■ Work request
Please state how many lines in the records below contain the word "ModelError", giving only the number.

Stored data entries

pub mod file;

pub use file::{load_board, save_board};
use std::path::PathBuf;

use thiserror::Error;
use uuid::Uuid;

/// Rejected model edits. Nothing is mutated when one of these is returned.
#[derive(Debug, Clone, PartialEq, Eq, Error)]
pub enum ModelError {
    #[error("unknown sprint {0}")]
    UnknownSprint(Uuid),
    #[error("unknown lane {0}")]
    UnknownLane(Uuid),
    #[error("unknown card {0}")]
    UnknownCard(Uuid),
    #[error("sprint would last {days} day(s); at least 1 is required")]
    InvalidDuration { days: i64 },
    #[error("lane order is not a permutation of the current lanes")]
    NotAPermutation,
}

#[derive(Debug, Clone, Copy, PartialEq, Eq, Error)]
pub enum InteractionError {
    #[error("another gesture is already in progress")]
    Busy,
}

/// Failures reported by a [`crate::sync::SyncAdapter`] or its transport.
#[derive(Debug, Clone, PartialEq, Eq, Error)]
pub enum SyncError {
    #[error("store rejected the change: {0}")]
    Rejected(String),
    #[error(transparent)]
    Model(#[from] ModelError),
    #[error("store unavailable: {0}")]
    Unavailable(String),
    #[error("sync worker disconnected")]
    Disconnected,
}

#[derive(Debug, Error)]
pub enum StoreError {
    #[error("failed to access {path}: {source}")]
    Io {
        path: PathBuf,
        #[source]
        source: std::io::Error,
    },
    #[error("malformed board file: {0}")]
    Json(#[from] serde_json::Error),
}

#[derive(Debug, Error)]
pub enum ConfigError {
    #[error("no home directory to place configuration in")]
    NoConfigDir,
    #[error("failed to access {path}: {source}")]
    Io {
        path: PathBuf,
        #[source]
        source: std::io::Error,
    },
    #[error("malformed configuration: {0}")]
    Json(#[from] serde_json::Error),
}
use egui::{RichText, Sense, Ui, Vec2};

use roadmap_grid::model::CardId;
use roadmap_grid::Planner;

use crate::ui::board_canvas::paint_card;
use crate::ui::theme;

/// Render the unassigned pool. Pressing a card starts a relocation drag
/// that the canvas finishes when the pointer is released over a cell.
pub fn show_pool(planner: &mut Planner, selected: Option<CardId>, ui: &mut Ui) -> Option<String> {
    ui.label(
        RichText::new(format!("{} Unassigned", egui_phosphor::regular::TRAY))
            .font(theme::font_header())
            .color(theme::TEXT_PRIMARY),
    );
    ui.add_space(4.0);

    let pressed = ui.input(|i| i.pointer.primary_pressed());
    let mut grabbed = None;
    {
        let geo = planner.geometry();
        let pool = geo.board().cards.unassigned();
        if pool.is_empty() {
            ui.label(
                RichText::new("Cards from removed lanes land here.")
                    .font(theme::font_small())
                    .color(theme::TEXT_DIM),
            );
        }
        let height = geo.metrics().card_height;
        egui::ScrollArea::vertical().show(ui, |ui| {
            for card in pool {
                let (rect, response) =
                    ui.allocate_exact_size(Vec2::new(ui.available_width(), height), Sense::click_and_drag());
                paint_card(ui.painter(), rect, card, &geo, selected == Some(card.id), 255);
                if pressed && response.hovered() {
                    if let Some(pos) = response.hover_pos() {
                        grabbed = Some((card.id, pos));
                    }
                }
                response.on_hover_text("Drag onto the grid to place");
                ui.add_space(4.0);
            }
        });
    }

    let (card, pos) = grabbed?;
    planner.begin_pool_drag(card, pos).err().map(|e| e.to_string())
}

■ Result
2